:: What you have to do ::
Where a line of the data holds the word "Some", copy that line.
(Listed records)
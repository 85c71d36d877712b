use std::sync::Arc;

use tokio::sync::RwLock;
use tracing::info;

use crate::api::AdminApiClient;
use crate::error::CarewatchResult;
use crate::models::OperatorIdentity;

/// Resolves and exposes the operator's bearer token and stable identity.
///
/// The identity comes from the admin API's "who am I" endpoint and is cached
/// in memory for the provider's lifetime. Components that join rooms or
/// filter rosters must not act until it has resolved, since the operator's
/// own identity is what gets filtered out of participant lists.
pub struct CredentialProvider {
    client: Arc<AdminApiClient>,
    identity: RwLock<Option<OperatorIdentity>>,
}

impl CredentialProvider {
    pub fn new(client: Arc<AdminApiClient>) -> Self {
        Self {
            client,
            identity: RwLock::new(None),
        }
    }

    /// The persisted session token, or `NotAuthenticated` when the external
    /// store has nothing. Callers treat that as "defer to the login flow",
    /// never retry.
    pub async fn bearer_token(&self) -> CarewatchResult<String> {
        self.client.bearer().await
    }

    /// The cached operator identity, if already resolved.
    pub async fn operator_identity(&self) -> Option<OperatorIdentity> {
        self.identity.read().await.clone()
    }

    /// Resolve the operator identity from the admin API, caching the result.
    pub async fn resolve_identity(&self) -> CarewatchResult<OperatorIdentity> {
        if let Some(identity) = self.identity.read().await.clone() {
            return Ok(identity);
        }

        let resolved = self.client.fetch_operator().await?;
        info!(
            "Resolved operator identity: {} ({})",
            resolved.identity(),
            resolved.display_name
        );

        let mut cache = self.identity.write().await;
        *cache = Some(resolved.clone());
        Ok(resolved)
    }
}

#[cfg(test)]
mod tests {
    use super::*;
    use crate::auth::StaticTokenStore;
    use crate::error::CarewatchError;
    use wiremock::matchers::{method, path};
    use wiremock::{Mock, MockServer, ResponseTemplate};

    #[tokio::test]
    async fn test_bearer_token_requires_session() {
        let client = Arc::new(AdminApiClient::new(
            "http://localhost:0",
            Arc::new(StaticTokenStore::empty()),
        ));
        let provider = CredentialProvider::new(client);

        let err = provider.bearer_token().await.unwrap_err();
        assert!(matches!(err, CarewatchError::NotAuthenticated));
        assert!(provider.operator_identity().await.is_none());
    }

    #[tokio::test]
    async fn test_resolve_identity_caches_single_fetch() {
        let server = MockServer::start().await;
        Mock::given(method("GET"))
            .and(path("/admin/me"))
            .respond_with(ResponseTemplate::new(200).set_body_json(serde_json::json!({
                "admin": {"id": "7", "email": "sam@example.com"}
            })))
            .expect(1)
            .mount(&server)
            .await;

        let client = Arc::new(AdminApiClient::new(
            server.uri(),
            Arc::new(StaticTokenStore::new("tok-1")),
        ));
        let provider = CredentialProvider::new(client);

        let first = provider.resolve_identity().await.unwrap();
        let second = provider.resolve_identity().await.unwrap();
        assert_eq!(first, second);
        assert_eq!(provider.operator_identity().await, Some(first));
    }
}
mod client;
mod types;

pub use client::AdminApiClient;
pub use types::{RoomsSnapshot, RtcTokenGrant, StreamEvent};
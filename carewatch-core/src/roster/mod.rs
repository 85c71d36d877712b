mod aggregator;

pub use aggregator::{AggregatedParticipant, LiveParticipant, RosterAggregator, RosterCallback};
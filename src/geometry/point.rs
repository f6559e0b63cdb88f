//! Typed points using PhantomData for compile-time safety.

use serde::{Deserialize, Serialize};
use std::marker::PhantomData;

/// A 2D point with a type-level marker for the coordinate space.
///
/// The `TSpace` parameter should be either [`DisplaySpace`](super::DisplaySpace)
/// or [`ImageSpace`](super::ImageSpace), so a point reported by the drawing
/// surface cannot be stored as an image coordinate without going through a
/// [`ScaleTransform`](super::ScaleTransform).
pub struct Point<TSpace> {
    pub x: f64,
    pub y: f64,
    _space: PhantomData<TSpace>,
}

impl<TSpace> Point<TSpace> {
    /// Creates a new point with the given x and y values.
    #[inline]
    pub fn new(x: f64, y: f64) -> Self {
        Self {
            x,
            y,
            _space: PhantomData,
        }
    }

    /// Returns true if both coordinates are finite (not NaN or infinite).
    #[inline]
    pub fn is_finite(&self) -> bool {
        self.x.is_finite() && self.y.is_finite()
    }
}

// Manual impls so copying and comparing never require bounds on TSpace.
impl<TSpace> Clone for Point<TSpace> {
    fn clone(&self) -> Self {
        *self
    }
}

impl<TSpace> Copy for Point<TSpace> {}

impl<TSpace> PartialEq for Point<TSpace> {
    fn eq(&self, other: &Self) -> bool {
        self.x == other.x && self.y == other.y
    }
}

impl<TSpace> std::fmt::Debug for Point<TSpace> {
    fn fmt(&self, f: &mut std::fmt::Formatter<'_>) -> std::fmt::Result {
        f.debug_struct("Point")
            .field("x", &self.x)
            .field("y", &self.y)
            .finish()
    }
}

impl<TSpace> Default for Point<TSpace> {
    fn default() -> Self {
        Self::new(0.0, 0.0)
    }
}

// Custom serde implementation to avoid TSpace: Serialize/Deserialize bounds
impl<TSpace> Serialize for Point<TSpace> {
    fn serialize<S: serde::Serializer>(&self, serializer: S) -> Result<S::Ok, S::Error> {
        use serde::ser::SerializeStruct;
        let mut state = serializer.serialize_struct("Point", 2)?;
        state.serialize_field("x", &self.x)?;
        state.serialize_field("y", &self.y)?;
        state.end()
    }
}

impl<'de, TSpace> Deserialize<'de> for Point<TSpace> {
    fn deserialize<D: serde::Deserializer<'de>>(deserializer: D) -> Result<Self, D::Error> {
        #[derive(Deserialize)]
        struct PointData {
            x: f64,
            y: f64,
        }
        let data = PointData::deserialize(deserializer)?;
        Ok(Point::new(data.x, data.y))
    }
}

#[cfg(test)]
mod tests {
    use super::*;
    use crate::geometry::{DisplaySpace, ImageSpace};

    #[test]
    fn test_point_creation() {
        let point: Point<ImageSpace> = Point::new(10.0, 20.0);
        assert_eq!(point.x, 10.0);
        assert_eq!(point.y, 20.0);
    }

    #[test]
    fn test_point_is_finite() {
        let finite: Point<DisplaySpace> = Point::new(10.0, 20.0);
        assert!(finite.is_finite());

        let nan: Point<DisplaySpace> = Point::new(f64::NAN, 20.0);
        assert!(!nan.is_finite());

        let inf: Point<DisplaySpace> = Point::new(10.0, f64::INFINITY);
        assert!(!inf.is_finite());
    }

    #[test]
    fn test_point_copies_without_space_bounds() {
        struct Opaque;

        let point: Point<Opaque> = Point::new(1.0, 2.0);
        let copied = point;
        assert_eq!(point, copied);
        assert_eq!(format!("{:?}", point.clone()), "Point { x: 1.0, y: 2.0 }");
    }
}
(End Listed records)
:: Output ::
        if let Some(identity) = self.identity.read().await.clone() {
        *cache = Some(resolved.clone());
        assert_eq!(provider.operator_identity().await, Some(first));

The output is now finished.